Diplomatic relations between Brazil and Poland were first established in 1920. Over 800,000 Brazilians are of Polish descent making Brazil the second country with the largest Polish community abroad (after the United States). Both nations are members of the United Nations.

==History==
In the mid 1800s, Brazilian Emperor Pedro II encouraged Polish migration to Brazil and supported the independence of Poland, which at the time was partitioned between the Austro-Hungarian Empire, Russian Empire and German Empire. Brazilian diplomat, Rui Barbosa, advocated for Polish independence at the Hague Conventions of 1907. Between 1869 and 1920, over 60,000 Polish migrants immigrated to Brazil. Most of the Polish migrants settled in the state of Paraná.

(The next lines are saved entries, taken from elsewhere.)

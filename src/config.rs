//! Configuração do prompt-arena carregada a partir de `arena.toml`.
//!
//! A struct [`ArenaConfig`] contém todos os parâmetros configuráveis.
//! Valores não presentes no arquivo usam defaults sensíveis.
//! A variável de ambiente `ARENA_API_BASE` tem precedência sobre o arquivo.

use serde::Deserialize;
use std::path::Path;
use std::time::Duration;

use crate::api::{ApiError, ArenaClient, DEFAULT_API_BASE};
use crate::error::{ArenaError, Result};
use crate::retry::RetryPolicy;

/// Nome do arquivo procurado no diretório atual.
pub const CONFIG_FILE: &str = "arena.toml";

/// Variável de ambiente que sobrescreve `api_base`.
pub const API_BASE_ENV: &str = "ARENA_API_BASE";

/// Configuração de nível superior carregada de `arena.toml`.
#[derive(Debug, Clone, PartialEq, Deserialize)]
pub struct ArenaConfig {
    /// URL base do serviço remoto.
    #[serde(default = "default_api_base")]
    pub api_base: String,

    /// Tempo máximo para estabelecer a conexão, em segundos.
    #[serde(default = "default_connect_timeout_secs")]
    pub connect_timeout_secs: u64,

    /// Tempo máximo de uma chamada não-streaming, em segundos.
    #[serde(default = "default_request_timeout_secs")]
    pub request_timeout_secs: u64,

    /// Política de retentativa com contagem regressiva.
    #[serde(default)]
    pub retry: RetryPolicy,
}

// Valor padrão para a URL base: servidor local.
fn default_api_base() -> String {
    DEFAULT_API_BASE.to_string()
}

fn default_connect_timeout_secs() -> u64 {
    10
}

fn default_request_timeout_secs() -> u64 {
    120
}

impl Default for ArenaConfig {
    fn default() -> Self {
        Self {
            api_base: default_api_base(),
            connect_timeout_secs: default_connect_timeout_secs(),
            request_timeout_secs: default_request_timeout_secs(),
            retry: RetryPolicy::default(),
        }
    }
}

impl ArenaConfig {
    /// Carrega a configuração de `arena.toml` no diretório atual.
    /// Usa valores padrão se o arquivo não existir.
    pub fn load() -> Result<Self> {
        let mut config = Self::load_from(Path::new(CONFIG_FILE))?;
        config.apply_api_base_override(std::env::var(API_BASE_ENV).ok());
        Ok(config)
    }

    /// Lê um arquivo específico, sem consultar o ambiente.
    pub fn load_from(path: &Path) -> Result<Self> {
        if !path.exists() {
            return Ok(Self::default());
        }
        let contents = std::fs::read_to_string(path)?;
        let config = toml::from_str::<ArenaConfig>(&contents)?;
        Ok(config)
    }

    /// Substitui `api_base` quando o valor existe e não é vazio.
    pub fn apply_api_base_override(&mut self, value: Option<String>) {
        if let Some(base) = value.filter(|v| !v.trim().is_empty()) {
            self.api_base = base;
        }
    }

    /// Rejeita valores que impediriam qualquer chamada.
    pub fn validate(&self) -> Result<()> {
        if !self.api_base.starts_with("http://") && !self.api_base.starts_with("https://") {
            return Err(ArenaError::Config(format!(
                "api_base must be an http(s) URL, got `{}`",
                self.api_base
            )));
        }
        if self.connect_timeout_secs == 0 || self.request_timeout_secs == 0 {
            return Err(ArenaError::Config("timeouts must be positive".into()));
        }
        Ok(())
    }

    pub fn connect_timeout(&self) -> Duration {
        Duration::from_secs(self.connect_timeout_secs)
    }

    pub fn request_timeout(&self) -> Duration {
        Duration::from_secs(self.request_timeout_secs)
    }

    /// Constrói o cliente HTTP com a URL e os timeouts configurados.
    pub fn client(&self) -> std::result::Result<ArenaClient, ApiError> {
        ArenaClient::with_timeouts(
            self.api_base.clone(),
            self.connect_timeout(),
            self.request_timeout(),
        )
    }
}
mod controller;
mod policy;

pub use controller::{RetryController, RetryPhase, RetryState};
pub use policy::{FailureKind, RetryPolicy};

During World War I, Brazil declared war on the Central powers. At the end of war, Brazil partook in the Treaty of Versailles which saw the restoration of an independent Poland. Poland achieved its independence in 1918 and Brazil became the first nation in Latin America to recognize Poland on 17 August 1918. On 27 May 1920, both nations established diplomatic relations and diplomatic legations were opened in each nations capitals, respectively. At the start of World War II in September 1939; Brazil remained neutral after the invasion of Poland by Germany. On 22 August 1942, Brazil declared war on Germany and Italy after the sinking of six Brazilian ships in the Atlantic Ocean by German U-boats. Both Brazilian and Polish troops fought alongside each other during the Italian Campaign. On 12 September 1945, Brazil recognized the Polish Provisional Government of National Unity. Soon afterwards, both nations re-opened diplomatic missions.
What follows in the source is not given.